Entries provided:
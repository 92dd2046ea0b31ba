use thiserror::Error;

pub type Result<T> = std::result::Result<T, CacheError>;

#[derive(Error, Debug)]
pub enum CacheError {
    #[error("Storage quota exceeded: needed {needed} bytes, {available} available")]
    QuotaExceeded { needed: usize, available: usize },

    #[error("Storage unavailable: {0}")]
    Unavailable(String),

    #[error("Corrupt cache entry: {0}")]
    Corrupt(#[from] serde_json::Error),

    #[error("Database error: {0}")]
    Database(#[from] rusqlite::Error),

    #[error("IO error: {0}")]
    Io(#[from] std::io::Error),
}
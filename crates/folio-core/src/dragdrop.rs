// Drag-and-drop sorter: draggable items moved between drop zones
use tracing::debug;

use crate::dom::Element;
use crate::subscriptions::Subscriptions;

pub const DRAGGING: &str = "dragging";
pub const DRAG_OVER: &str = "drag-over";

#[derive(Debug, Clone, PartialEq)]
enum DragListener {
    Item(String),
    Zone(String),
}

#[derive(Debug, Clone)]
struct DropZone {
    element: Element,
    items: Vec<String>,
}

/// Result of a successful drop
#[derive(Debug, Clone, PartialEq, Eq)]
pub struct DropOutcome {
    pub item: String,
    pub from: Option<String>,
    pub to: String,
}

pub struct DragDrop {
    items: Vec<Element>,
    zones: Vec<DropZone>,
    dragging: Option<String>,
    listeners: Subscriptions<DragListener>,
}

impl DragDrop {
    /// Items and zones are identified by their `id` attribute; elements
    /// without one are left alone
    pub fn new(items: Vec<Element>, zones: Vec<Element>) -> Self {
        let mut listeners = Subscriptions::new();

        let items: Vec<Element> = items
            .into_iter()
            .map(|mut item| {
                if let Some(id) = item.id().map(String::from) {
                    item.set_attr("draggable", "true");
                    item.set_attr("aria-grabbed", "false");
                    listeners.subscribe(DragListener::Item(id));
                }
                item
            })
            .collect();

        let zones = zones
            .into_iter()
            .map(|element| {
                if let Some(id) = element.id() {
                    listeners.subscribe(DragListener::Zone(id.to_string()));
                }
                DropZone {
                    element,
                    items: Vec::new(),
                }
            })
            .collect();

        Self {
            items,
            zones,
            dragging: None,
            listeners,
        }
    }

    pub fn dragging(&self) -> Option<&str> {
        self.dragging.as_deref()
    }

    pub fn item(&self, id: &str) -> Option<&Element> {
        self.items.iter().find(|i| i.id() == Some(id))
    }

    pub fn zone(&self, id: &str) -> Option<&Element> {
        self.zones.iter().find(|z| z.element.id() == Some(id)).map(|z| &z.element)
    }

    /// Item ids dropped into a zone, in drop order
    pub fn zone_items(&self, id: &str) -> &[String] {
        self.zones
            .iter()
            .find(|z| z.element.id() == Some(id))
            .map(|z| z.items.as_slice())
            .unwrap_or(&[])
    }

    fn item_mut(&mut self, id: &str) -> Option<&mut Element> {
        self.items.iter_mut().find(|i| i.id() == Some(id))
    }

    fn zone_mut(&mut self, id: &str) -> Option<&mut DropZone> {
        self.zones.iter_mut().find(|z| z.element.id() == Some(id))
    }

    fn listens_to_zone(&self, id: &str) -> bool {
        self.listeners.is_subscribed(&DragListener::Zone(id.to_string()))
    }

    pub fn drag_start(&mut self, item_id: &str) -> bool {
        if !self.listeners.is_subscribed(&DragListener::Item(item_id.to_string())) {
            return false;
        }
        let Some(item) = self.item_mut(item_id) else {
            return false;
        };

        item.add_class(DRAGGING);
        item.set_attr("aria-grabbed", "true");
        self.dragging = Some(item_id.to_string());
        true
    }

    pub fn drag_enter(&mut self, zone_id: &str) {
        if self.dragging.is_none() || !self.listens_to_zone(zone_id) {
            return;
        }
        if let Some(zone) = self.zone_mut(zone_id) {
            zone.element.add_class(DRAG_OVER);
        }
    }

    pub fn drag_leave(&mut self, zone_id: &str) {
        if !self.listens_to_zone(zone_id) {
            return;
        }
        if let Some(zone) = self.zone_mut(zone_id) {
            zone.element.remove_class(DRAG_OVER);
        }
    }

    /// Move the dragged item into `zone_id`
    pub fn drop(&mut self, zone_id: &str) -> Option<DropOutcome> {
        if !self.listens_to_zone(zone_id) {
            return None;
        }
        let item_id = self.dragging.clone()?;
        self.zone_mut(zone_id)?;

        let mut from = None;
        for zone in &mut self.zones {
            if let Some(pos) = zone.items.iter().position(|i| *i == item_id) {
                zone.items.remove(pos);
                from = zone.element.id().map(String::from);
            }
        }

        if let Some(zone) = self.zone_mut(zone_id) {
            zone.element.remove_class(DRAG_OVER);
            zone.items.push(item_id.clone());
        }
        if let Some(item) = self.item_mut(&item_id) {
            item.set_attr("data-zone", zone_id);
        }

        debug!("Dropped {} into {}", item_id, zone_id);
        Some(DropOutcome {
            item: item_id,
            from,
            to: zone_id.to_string(),
        })
    }

    /// Clear drag styling whether or not the drop landed
    pub fn drag_end(&mut self) {
        if let Some(item_id) = self.dragging.take() {
            if let Some(item) = self.item_mut(&item_id) {
                item.remove_class(DRAGGING);
                item.set_attr("aria-grabbed", "false");
            }
        }
        for zone in &mut self.zones {
            zone.element.remove_class(DRAG_OVER);
        }
    }

    /// Detach every item and zone listener
    pub fn destroy(&mut self) {
        self.drag_end();
        let released = self.listeners.drain();
        debug!("Drag and drop torn down, released {} listeners", released.len());
    }
}

#[cfg(test)]
mod tests {
    use super::*;

    fn board() -> DragDrop {
        DragDrop::new(
            vec![
                Element::new("li").with_attr("id", "card-1"),
                Element::new("li").with_attr("id", "card-2"),
                Element::new("li"),
            ],
            vec![
                Element::new("ul").with_attr("id", "todo"),
                Element::new("ul").with_attr("id", "done"),
            ],
        )
    }

    #[test]
    fn test_items_are_marked_draggable() {
        let dd = board();
        assert_eq!(dd.item("card-1").unwrap().attr("draggable"), Some("true"));
        assert_eq!(dd.item("card-1").unwrap().attr("aria-grabbed"), Some("false"));
    }

    #[test]
    fn test_drag_and_drop_moves_item_between_zones() {
        let mut dd = board();

        assert!(dd.drag_start("card-1"));
        assert!(dd.item("card-1").unwrap().has_class(DRAGGING));

        dd.drag_enter("todo");
        assert!(dd.zone("todo").unwrap().has_class(DRAG_OVER));

        let outcome = dd.drop("todo").unwrap();
        assert_eq!(outcome, DropOutcome { item: "card-1".into(), from: None, to: "todo".into() });
        assert!(!dd.zone("todo").unwrap().has_class(DRAG_OVER));
        dd.drag_end();
        assert!(!dd.item("card-1").unwrap().has_class(DRAGGING));

        dd.drag_start("card-1");
        let outcome = dd.drop("done").unwrap();
        dd.drag_end();

        assert_eq!(outcome.from.as_deref(), Some("todo"));
        assert!(dd.zone_items("todo").is_empty());
        assert_eq!(dd.zone_items("done"), &["card-1".to_string()]);
        assert_eq!(dd.item("card-1").unwrap().attr("data-zone"), Some("done"));
    }

    #[test]
    fn test_drop_without_drag_or_unknown_zone_does_nothing() {
        let mut dd = board();
        assert_eq!(dd.drop("todo"), None);

        dd.drag_start("card-2");
        assert_eq!(dd.drop("archive"), None);
        assert!(!dd.drag_start("nope"));
    }

    #[test]
    fn test_drag_leave_clears_highlight() {
        let mut dd = board();
        dd.drag_start("card-2");
        dd.drag_enter("done");
        dd.drag_leave("done");
        assert!(!dd.zone("done").unwrap().has_class(DRAG_OVER));
    }

    #[test]
    fn test_destroy_detaches_everything() {
        let mut dd = board();
        dd.drag_start("card-1");
        dd.destroy();

        assert_eq!(dd.dragging(), None);
        assert!(!dd.drag_start("card-1"));
        assert_eq!(dd.drop("todo"), None);
    }
}
// HTTP source - bridges the endpoint client with the BlogSource trait
use std::time::Duration;

use async_trait::async_trait;
use folio_api::BlogClient;

use crate::{models::BlogEntry, source::BlogSource, Result};

/// Wrapper around BlogClient that implements BlogSource
pub struct HttpSource {
    client: BlogClient,
}

impl HttpSource {
    pub fn new(endpoint: &str, timeout: Duration) -> Result<Self> {
        Ok(Self {
            client: BlogClient::with_timeout(endpoint, timeout)?,
        })
    }

    pub fn endpoint(&self) -> &str {
        self.client.endpoint()
    }
}

#[async_trait]
impl BlogSource for HttpSource {
    async fn fetch(&self) -> Result<Vec<BlogEntry>> {
        let posts = self.client.fetch_posts().await?;
        Ok(posts.into_iter().map(BlogEntry::from).collect())
    }
}
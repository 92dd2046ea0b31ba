use serde::{Deserialize, Serialize};
use std::path::{Path, PathBuf};
use std::time::Duration;

use folio_api::RetryConfig;

/// Main configuration structure
///
/// Loaded from the config file when there is one, defaults otherwise.
/// CLI flags are applied on top by the binary.
#[derive(Debug, Clone, Serialize, Deserialize, Default)]
pub struct Config {
    #[serde(default)]
    pub source: SourceConfig,
    #[serde(default)]
    pub cache: CacheConfig,
    #[serde(default)]
    pub retry: RetrySettings,
    #[serde(default)]
    pub list: ListConfig,
}

impl Config {
    /// Load config from the default location, falling back to defaults
    pub fn load() -> crate::Result<Self> {
        Self::load_from(&Self::config_path()?)
    }

    pub fn load_from(path: &Path) -> crate::Result<Self> {
        if path.exists() {
            let contents = std::fs::read_to_string(path)?;
            let config: Config = toml::from_str(&contents)
                .map_err(|e| crate::Error::ConfigError(format!("Failed to parse config: {}", e)))?;
            Ok(config)
        } else {
            Ok(Self::default())
        }
    }

    /// Save config to the default location
    pub fn save(&self) -> crate::Result<PathBuf> {
        let path = Self::config_path()?;
        self.save_to(&path)?;
        Ok(path)
    }

    pub fn save_to(&self, path: &Path) -> crate::Result<()> {
        if let Some(parent) = path.parent() {
            std::fs::create_dir_all(parent)?;
        }

        let contents = toml::to_string_pretty(self)
            .map_err(|e| crate::Error::ConfigError(format!("Failed to serialize config: {}", e)))?;

        std::fs::write(path, contents)?;
        Ok(())
    }

    /// `<config dir>/folio/config.toml`
    pub fn config_path() -> crate::Result<PathBuf> {
        Ok(dirs::config_dir()
            .ok_or_else(|| crate::Error::ConfigError("Could not find config directory".into()))?
            .join("folio")
            .join("config.toml"))
    }
}

#[derive(Debug, Clone, Serialize, Deserialize)]
pub struct SourceConfig {
    /// JSON endpoint returning an array of blog entries
    #[serde(default = "default_endpoint")]
    pub endpoint: String,

    #[serde(default = "default_timeout_secs")]
    pub timeout_secs: u64,
}

fn default_endpoint() -> String {
    "https://example.com/data/blogs.json".to_string()
}

fn default_timeout_secs() -> u64 {
    15
}

impl SourceConfig {
    pub fn timeout(&self) -> Duration {
        Duration::from_secs(self.timeout_secs)
    }
}

impl Default for SourceConfig {
    fn default() -> Self {
        Self {
            endpoint: default_endpoint(),
            timeout_secs: default_timeout_secs(),
        }
    }
}

#[derive(Debug, Clone, Serialize, Deserialize)]
pub struct CacheConfig {
    #[serde(default = "default_cache_enabled")]
    pub enabled: bool,

    /// Key the envelope is stored under
    #[serde(default = "default_cache_key")]
    pub key: String,

    /// Freshness window in minutes
    #[serde(default = "default_cache_ttl")]
    pub ttl_minutes: u64,

    /// SQLite file backing the store; platform cache dir when unset
    #[serde(default)]
    pub path: Option<PathBuf>,
}

fn default_cache_enabled() -> bool {
    true
}

fn default_cache_key() -> String {
    "blogs_cache_v1".to_string()
}

fn default_cache_ttl() -> u64 {
    10
}

impl CacheConfig {
    pub fn ttl(&self) -> Duration {
        Duration::from_secs(self.ttl_minutes.saturating_mul(60))
    }

    /// Configured path, or `<cache dir>/folio/cache.db`
    pub fn resolved_path(&self) -> crate::Result<PathBuf> {
        if let Some(path) = &self.path {
            return Ok(path.clone());
        }
        Ok(dirs::cache_dir()
            .ok_or_else(|| crate::Error::ConfigError("Could not find cache directory".into()))?
            .join("folio")
            .join("cache.db"))
    }
}

impl Default for CacheConfig {
    fn default() -> Self {
        Self {
            enabled: default_cache_enabled(),
            key: default_cache_key(),
            ttl_minutes: default_cache_ttl(),
            path: None,
        }
    }
}

#[derive(Debug, Clone, Serialize, Deserialize)]
pub struct RetrySettings {
    #[serde(default = "default_max_attempts")]
    pub max_attempts: u32,

    /// Delay after attempt N is `base_delay_ms * N`
    #[serde(default = "default_base_delay")]
    pub base_delay_ms: u64,

    #[serde(default = "default_max_delay")]
    pub max_delay_ms: u64,
}

fn default_max_attempts() -> u32 {
    3
}

fn default_base_delay() -> u64 {
    300
}

fn default_max_delay() -> u64 {
    5000
}

impl Default for RetrySettings {
    fn default() -> Self {
        Self {
            max_attempts: default_max_attempts(),
            base_delay_ms: default_base_delay(),
            max_delay_ms: default_max_delay(),
        }
    }
}

impl From<&RetrySettings> for RetryConfig {
    fn from(settings: &RetrySettings) -> Self {
        RetryConfig {
            max_attempts: settings.max_attempts,
            base_delay_ms: settings.base_delay_ms,
            max_delay_ms: settings.max_delay_ms,
        }
    }
}

#[derive(Debug, Clone, Serialize, Deserialize)]
pub struct ListConfig {
    #[serde(default = "default_per_page")]
    pub per_page: usize,

    #[serde(default = "default_debounce")]
    pub search_debounce_ms: u64,
}

fn default_per_page() -> usize {
    6
}

fn default_debounce() -> u64 {
    250
}

impl Default for ListConfig {
    fn default() -> Self {
        Self {
            per_page: default_per_page(),
            search_debounce_ms: default_debounce(),
        }
    }
}
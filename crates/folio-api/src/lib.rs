// Client for the remote blog endpoint
pub mod client;
pub mod models;
pub mod retry;

// Re-export common types
pub use client::{ApiError, BlogClient};
pub use models::BlogPost;
pub use retry::{with_retry, RetryConfig};
//! Generate command handler - the full pipeline plus the write

use std::fs;

use crate::cli::{GenerateArgs, OutputFormat};
use crate::commands::CommandContext;
use crate::error::{ClangdGenError, Result};
use crate::generate::generate;
use crate::{paths, ClangdConfig};

/// Run the generate command.
///
/// Writes `<root>/.clangd` (or `--output`) and returns the run
/// statistics; with `--dry-run` the rendered document itself is
/// returned and nothing touches the disk. The file is written only
/// after the whole pipeline succeeded, so a failing run never leaves a
/// partial artifact behind.
pub fn run_generate(args: &GenerateArgs, ctx: &CommandContext) -> Result<String> {
    let root = paths::resolve_root(args.root.as_ref())?;
    let config = ClangdConfig::load(&root);

    if ctx.verbose {
        eprintln!(
            "Scanning {} ({} exclusions, {} background skips)",
            root.display(),
            config.exclude_path.len(),
            config.background_skip_path.len()
        );
    }

    let generation = generate(&root, &config)?;

    if args.dry_run {
        return Ok(generation.content);
    }

    let output = match &args.output {
        Some(path) if path.is_absolute() => path.clone(),
        Some(path) => root.join(path),
        None => root.join(".clangd"),
    };
    fs::write(&output, &generation.content).map_err(|e| ClangdGenError::WriteFailure {
        path: output.clone(),
        message: e.to_string(),
    })?;

    let stats = &generation.stats;
    match ctx.format {
        OutputFormat::Json => {
            let report = serde_json::json!({
                "output": output.display().to_string(),
                "stats": stats,
            });
            serde_json::to_string_pretty(&report)
                .map(|s| format!("{}\n", s))
                .map_err(|e| ClangdGenError::ReportFailure {
                    message: e.to_string(),
                })
        }
        OutputFormat::Text => Ok(format!(
            "Generated: {}\n\
             compile_commands.json files: {}\n\
             PathMatch fragments: {}\n\
             Cross-database file conflicts: {}\n\
             Excluded path prefixes: {}\n\
             Background-index skip prefixes: {}\n",
            output.display(),
            stats.databases,
            stats.fragments,
            stats.conflicts,
            stats.excluded_prefixes,
            stats.background_skip_prefixes
        )),
    }
}
//! Generator configuration loaded from `.devenv/config.toml`
//!
//! Only the `[clangd]` table is consulted:
//!
//! ```toml
//! [clangd]
//! # Removed from discovery, claims, and PathMatch generation entirely.
//! exclude_path = ["source/foo/generated", "source/bar/test"]
//! # Emitted as `Index.Background: Skip` documents; nothing else.
//! background_skip_path = ["source/foo/third_party"]
//! ```
//!
//! The two prefix sets are independent: a path can stay in PathMatch
//! while being skipped for background indexing, and vice versa. A
//! missing file, a missing `[clangd]` table, or unparsable TOML all
//! degrade to the empty configuration; configuration problems never
//! stop a generation run.

use std::fs;
use std::path::Path;

use serde::Deserialize;
use tracing::warn;

use crate::paths;

/// Settings for one generation run.
///
/// Prefixes are normalized (forward slashes, single trailing slash),
/// deduplicated, and sorted at load time; empty values are discarded.
#[derive(Debug, Clone, Default, PartialEq, Eq, Deserialize)]
pub struct ClangdConfig {
    /// Paths removed from consideration entirely: they participate in
    /// neither discovery, nor claims, nor output.
    #[serde(default)]
    pub exclude_path: Vec<String>,

    /// Paths annotated with `Index.Background: Skip` in the output.
    #[serde(default)]
    pub background_skip_path: Vec<String>,
}

#[derive(Debug, Default, Deserialize)]
struct ConfigFile {
    #[serde(default)]
    clangd: ClangdConfig,
}

impl ClangdConfig {
    /// Load configuration for a repository root from
    /// `<root>/.devenv/config.toml`.
    pub fn load(root: &Path) -> Self {
        Self::load_from(&root.join(".devenv").join("config.toml"))
    }

    /// Load configuration from a specific path.
    pub fn load_from(path: &Path) -> Self {
        if !path.exists() {
            return Self::default();
        }

        let content = match fs::read_to_string(path) {
            Ok(content) => content,
            Err(e) => {
                warn!("ignoring unreadable config {}: {}", path.display(), e);
                return Self::default();
            }
        };

        match toml::from_str::<ConfigFile>(&content) {
            Ok(file) => file.clangd.normalized(),
            Err(e) => {
                warn!("ignoring malformed config {}: {}", path.display(), e);
                Self::default()
            }
        }
    }

    fn normalized(self) -> Self {
        Self {
            exclude_path: normalize_prefix_set(self.exclude_path),
            background_skip_path: normalize_prefix_set(self.background_skip_path),
        }
    }
}

fn normalize_prefix_set(values: Vec<String>) -> Vec<String> {
    let mut normalized: Vec<String> = values
        .iter()
        .filter(|value| !value.is_empty())
        .map(|value| paths::normalize_prefix(value))
        .collect();
    normalized.sort();
    normalized.dedup();
    normalized
}
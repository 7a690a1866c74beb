//! Common test utilities and fixtures for clangd-gen integration tests
//!
//! Provides the `TestRepo` tempdir builder and helpers for picking the
//! rendered `.clangd` output apart.

#![allow(dead_code)]

pub mod test_repo;

pub use test_repo::TestRepo;

use std::collections::BTreeMap;

/// Extract the PathMatch patterns per database from rendered `.clangd`
/// text. Background-skip documents carry no `CompilationDatabase` and
/// are not reported.
pub fn pathmatch_by_db(content: &str) -> BTreeMap<String, Vec<String>> {
    let mut result = BTreeMap::new();
    let mut pending: Option<Vec<String>> = None;
    for line in content.lines() {
        if let Some(value) = line.strip_prefix("  PathMatch: ") {
            pending = Some(value.split('|').map(str::to_string).collect());
        } else if let Some(db) = line.strip_prefix("  CompilationDatabase: ") {
            if let Some(patterns) = pending.take() {
                result.insert(db.to_string(), patterns);
            }
        } else if line == "---" {
            pending = None;
        }
    }
    result
}

/// True iff any of the patterns matches the root-relative path.
pub fn any_matches(patterns: &[String], rel_path: &str) -> bool {
    patterns.iter().any(|p| {
        regex::Regex::new(p)
            .unwrap_or_else(|e| panic!("invalid pattern {:?}: {}", p, e))
            .is_match(rel_path)
    })
}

Exercise aim: Go through the data above and find the lines with the word "grabbed". Copy each of those lines.

Exercise output:
                    item.set_attr("aria-grabbed", "false");
        item.set_attr("aria-grabbed", "true");
                item.set_attr("aria-grabbed", "false");
        assert_eq!(dd.item("card-1").unwrap().attr("aria-grabbed"), Some("false"));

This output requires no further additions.